Lastly, decorating with stickers.
Isn't the battery/receiver box small? Can't get mine to close (see pic), how should I arrange my humpback battery + receiver so the box will shut (I'm running 2.4GHz, so receiver can only be near the antenna opening)
The steering servo twitchs quite loudly when switched on, but does function. Seems to not like being in neutral position. Don't like it when i goes mad like that.
O yes, did a cheapo Outwear prefilter mod. Got donated some old tights from the mother in law..:omg::top secret:
mynameismud76
03-27-2010, 02:43 AM
p.s. Thanks to all the guys sharing experiences and knowledge here, and to the Nutech guys as well. =)
Cheers
mooman007uk
03-27-2010, 03:14 AM
hope you washed those nylons (tights) before you used them:surprise:
mynameismud76
03-27-2010, 03:19 AM
Is that what it was? Was looking around, looking for the source of the smell...Smell of cheesy wotsits :D
Clubin
03-27-2010, 04:08 AM
Is that what it was? Was looking around, looking for the source of the smell...Smell of cheesy wotsits :D
:scared::no:Yuck guys, grose mental picture. LOL
My servo's twich a little, but no issues so far. As for fitting the radio box, it is possible. I did it, it'll take a bit of time.
Good looking Nutech. Congrats.
Isle of Wight Basher
03-27-2010, 04:35 AM
Nice one, you WILL enjoy,
Regarding the radio box, It all goes in (including a killswitch). I'll be doing the radio gear next on my rebuild thread.

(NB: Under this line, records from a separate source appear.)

impl FrameBuffer {
    /// Spawn the actor task and return its handle.
    pub fn spawn(config: DeliveryConfig) -> BufferHandle {
        let (tx, rx) = mpsc::channel(COMMAND_CAPACITY);
        let actor = Self {
            queues: FrameQueues::new(config.max_buffered),
            dynamic_batch_size: config.batch_size_max,
            current_pattern: None,
            records: HashMap::new(),
            metrics: BufferMetrics::default(),
            last_flush: Instant::now(),
            last_frame_at: Instant::now(),
            config,
            rx,
        };
        tokio::spawn(actor.run());
        BufferHandle { tx }
    }

    async fn run(mut self) {
        let mut ticker = tokio::time::interval(Duration::from_millis(AUTOFLUSH_TICK_MS));
        ticker.set_missed_tick_behavior(tokio::time::MissedTickBehavior::Skip);

        loop {
            tokio::select! {
                cmd = self.rx.recv() => match cmd {
                    Some(cmd) => self.handle_command(cmd),
                    None => {
                        debug!("[FrameBuffer] all handles dropped, stopping");
                        break;
                    }
                },
                _ = ticker.tick() => self.on_tick(),
            }
        }
    }

    fn handle_command(&mut self, cmd: BufferCommand) {
        match cmd {
            BufferCommand::AddFrame {
                frame,
                pattern_id,
                priority_hint,
            } => self.on_add_frame(frame, pattern_id, priority_hint),
            BufferCommand::BatchRequest {
                controller_id,
                last_acked_sequence,
                space_available,
                urgent,
            } => self.on_batch_request(&controller_id, last_acked_sequence, space_available, urgent),
            BufferCommand::ControllerReport {
                controller_id,
                fullness,
                can_receive,
                sequence_received,
                fps,
            } => self.on_controller_report(&controller_id, fullness, can_receive, sequence_received, fps),
            BufferCommand::RegisterController {
                controller_id,
                mailbox,
            } => self.on_register(controller_id, mailbox),
            BufferCommand::UnregisterController { controller_id } => {
                self.records.remove(&controller_id);
                self.recompute_batch_size();
                debug!("[FrameBuffer] controller '{controller_id}' unregistered");
            }
            BufferCommand::FlushPending { priority } => self.flush_pending(priority),
            BufferCommand::Status { reply } => {
                let _ = reply.send(self.snapshot());
            }
        }
    }

    // ------------------------------------------------------------------
    // Frame intake
    // ------------------------------------------------------------------

    fn on_add_frame(&mut self, frame: Frame, pattern_id: PatternId, priority_hint: bool) {
        self.metrics.frames_in += 1;
        self.last_frame_at = Instant::now();

        let pattern_change = matches!(&self.current_pattern, Some(p) if *p != pattern_id);

        if pattern_change || priority_hint {
            if !self.queues.is_empty() {
                // Drain the previous pattern cleanly before the switch.
                self.flush_pending(true);
            }
            if pattern_change {
                let promoted = self.queues.promote_regular();
                if promoted > 0 {
                    trace!(
                        "[FrameBuffer] pattern '{pattern_id}': promoted {promoted} leftover frames"
                    );
                }
            }
            self.current_pattern = Some(pattern_id.clone());
            self.queues.push_priority(QueuedFrame { frame, pattern_id });
        } else {
            if self.current_pattern.is_none() {
                self.current_pattern = Some(pattern_id.clone());
            }
            self.queues.push_regular(QueuedFrame { frame, pattern_id });
        }

        let outcome = self
            .queues
            .enforce_cap(self.current_pattern.as_deref());
        if outcome.dropped > 0 {
            self.metrics.frames_dropped += outcome.dropped as u64;
            warn!(
                "[FrameBuffer] overflow: dropped {} oldest frames (cap {})",
                outcome.dropped, self.config.max_buffered
            );
        }
        if outcome.emergency_flush {
            warn!("[FrameBuffer] overflow of current-pattern priority frames, emergency flush");
            self.flush_pending(true);
        }
    }

    // ------------------------------------------------------------------
    // Pull requests and reports
    // ------------------------------------------------------------------

    fn on_batch_request(
        &mut self,
        controller_id: &str,
        last_acked_sequence: u32,
        space_available: usize,
        urgent: bool,
    ) {
        let min_interval = Duration::from_millis(self.config.min_request_interval_ms);
        let record = self
            .records
            .entry(controller_id.to_string())
            .or_insert_with(|| ControllerRecord::new(controller_id));

        if !urgent {
            if let Some(at) = record.last_request_at {
                if at.elapsed() < min_interval {
                    self.metrics.requests_debounced += 1;
                    trace!("[FrameBuffer] debounced request from '{controller_id}'");
                    return;
                }
            }
        }

        record.last_request_at = Some(Instant::now());
        record.last_acked_sequence = record.last_acked_sequence.max(last_acked_sequence);
        record.pending_request = Some(PendingRequest {
            last_acked_sequence,
            space_available,
            urgent,
            received_at: Instant::now(),
        });

        if urgent || self.queues.total_len() >= self.config.min_flush_frames {
            self.serve(controller_id, false);
        }
    }

    fn on_controller_report(
        &mut self,
        controller_id: &str,
        fullness: f32,
        can_receive: bool,
        sequence_received: u32,
        fps: f32,
    ) {
        let record = self
            .records
            .entry(controller_id.to_string())
            .or_insert_with(|| ControllerRecord::new(controller_id));

        record.reported_fullness = fullness.clamp(0.0, 1.0);
        record.can_receive = can_receive;
        record.reported_fps = fps;
        record.has_reported = true;
        record.last_acked_sequence = record.last_acked_sequence.max(sequence_received);

        self.recompute_batch_size();

        let hungry = self
            .records
            .values()
            .any(|r| r.has_reported && r.reported_fullness < 0.2 && r.can_receive);
        if hungry && self.queues.total_len() >= self.config.min_flush_frames {
            self.flush_pending(false);
        }
    }

    fn on_register(&mut self, controller_id: String, mailbox: mpsc::Sender<OutboundBatch>) {
        let record = self
            .records
            .entry(controller_id.clone())
            .or_insert_with(|| ControllerRecord::new(&controller_id));
        // Fresh join: sequence restarts, stale request state is discarded.
        record.mailbox = Some(mailbox);
        record.last_sent_sequence = 0;
        record.last_acked_sequence = 0;
        record.pending_request = None;
        record.last_request_at = None;
        debug!("[FrameBuffer] controller '{controller_id}' registered");
    }

    // ------------------------------------------------------------------
    // Batch composition
    // ------------------------------------------------------------------

    /// Compose and emit one batch for `controller_id` if it has a pending
    /// request and frames are available. Returns true when a batch was
    /// handed to the session.
    fn serve(&mut self, controller_id: &str, force_priority: bool) -> bool {
        let Some(record) = self.records.get_mut(controller_id) else {
            return false;
        };
        let Some(pending) = record.pending_request.clone() else {
            return false;
        };
        let Some(mailbox) = record.mailbox.clone() else {
            trace!("[FrameBuffer] '{controller_id}' has no session mailbox yet");
            return false;
        };

        let cap = pending.space_available.min(self.dynamic_batch_size);
        let prio_take = self
            .queues
            .priority_len()
            .min(cap.min(self.config.priority_batch_size_max));
        let reg_take = self.queues.regular_len().min(cap - prio_take);
        if prio_take + reg_take == 0 {
            return false;
        }

        let queued = self.queues.pop_batch(prio_take, reg_take);
        let frames: Vec<Frame> = queued.iter().map(|q| q.frame.clone()).collect();
        let frame_count = frames.len();
        let is_priority = force_priority || prio_take > 0;
        let next_sequence = record.last_sent_sequence + 1;

        let payload = match encode_batch(&frames, is_priority, next_sequence, unix_millis()) {
            Ok(bytes) => bytes,
            Err(e) => {
                // Offending frames are dropped; the sequence is not advanced.
                warn!("[FrameBuffer] encode failed for '{controller_id}': {e}, dropping {frame_count} frames");
                self.metrics.encode_failures += 1;
                self.metrics.frames_dropped += frame_count as u64;
                record.pending_request = None;
                return false;
            }
        };

        let batch = OutboundBatch {
            controller_id: controller_id.to_string(),
            payload,
            sequence: next_sequence,
            priority: is_priority,
            frame_count,
        };

        match mailbox.try_send(batch) {
            Ok(()) => {
                record.last_sent_sequence = next_sequence;
                record.pending_request = None;
                self.metrics.batches_out += 1;
                self.metrics.frames_out += frame_count as u64;
                self.last_flush = Instant::now();
                trace!(
                    "[FrameBuffer] served '{controller_id}' seq={next_sequence} \
                     frames={frame_count} priority={is_priority}"
                );
                true
            }
            Err(mpsc::error::TrySendError::Full(_)) => {
                // Session is draining slowly; keep the request, retry later.
                warn!("[FrameBuffer] mailbox full for '{controller_id}', requeueing batch");
                self.queues.requeue_front(queued, prio_take);
                false
            }
            Err(mpsc::error::TrySendError::Closed(_)) => {
                debug!("[FrameBuffer] mailbox closed for '{controller_id}'");
                record.mailbox = None;
                record.pending_request = None;
                self.queues.requeue_front(queued, prio_take);
                false
            }
        }
    }

    fn flush_pending(&mut self, force_priority: bool) {
        let with_requests: Vec<String> = self
            .records
            .values()
            .filter(|r| r.pending_request.is_some())
            .map(|r| r.id.clone())
            .collect();
        for id in with_requests {
            self.serve(&id, force_priority);
        }
    }

    fn on_tick(&mut self) {
        if self.queues.is_empty() {
            return;
        }
        let has_pending = self.records.values().any(|r| r.pending_request.is_some());
        if !has_pending {
            return;
        }

        let delay = Duration::from_millis(self.config.max_delay_ms);
        let flush_due = self.last_flush.elapsed() >= delay;
        let idle_due = self.last_frame_at.elapsed() >= delay
            && self.queues.total_len() >= self.config.min_flush_frames;

        if flush_due || idle_due {
            self.flush_pending(false);
        }
    }

    fn recompute_batch_size(&mut self) {
        self.dynamic_batch_size =
            sizing::dynamic_batch_size(self.records.values(), self.config.batch_size_max);
    }

    fn snapshot(&self) -> BufferSnapshot {
        BufferSnapshot {
            priority_frames: self.queues.priority_len(),
            regular_frames: self.queues.regular_len(),
            current_pattern: self.current_pattern.clone(),
            dynamic_batch_size: self.dynamic_batch_size,
            controllers: self.records.len(),
            pending_requests: self
                .records
                .values()
                .filter(|r| r.pending_request.is_some())
                .count(),
            frames_in: self.metrics.frames_in,
            frames_out: self.metrics.frames_out,
            batches_out: self.metrics.batches_out,
            frames_dropped: self.metrics.frames_dropped,
            requests_debounced: self.metrics.requests_debounced,
            encode_failures: self.metrics.encode_failures,
        }
    }
}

I've sent you a link to the servos I'd use, my standard ones are adequate for now, and I'll be opening up the standard steering servo, as mine "groans" until warmed up (bit like me in the morning)
mooman007uk
03-27-2010, 04:48 AM
i bolted an FG radio box to the top of the nutech one for the rx and kill switch and just stuffed the rx pack in with some wadding in the nutech one
http://i729.photobucket.com/albums/ww294/mooman007uk/DSC00986.jpg
and as for the cheesy wotsits smelling tights i'm with clubin:scared:LOL
mynameismud76
03-27-2010, 08:25 AM
Hi Clubbin, I of W, Moo,
Cheers for the info and pics.
Gonna have another play with the receiver box, really not comfortable with a gap like that.:no:
Like the idea of another box though.
I of W: Yes, the steering servo does groan like it's about to burn itself out. Quite alarming. Sorry buddy, where did you send that link? Is it on this forum on another? Look forward to updates of your rebuilds..great work!!
Isle of Wight Basher
03-27-2010, 12:23 PM
Hi Clubbin, I of W, Moo,
Cheers for the info and pics.
Gonna have another play with the receiver box, really not comfortable with a gap like that.:no:
Like the idea of another box though.
I of W: Yes, the steering servo does groan like it's about to burn itself out. Quite alarming. Sorry buddy, where did you send that link? Is it on this forum on another? Look forward to updates of your rebuilds..great work!!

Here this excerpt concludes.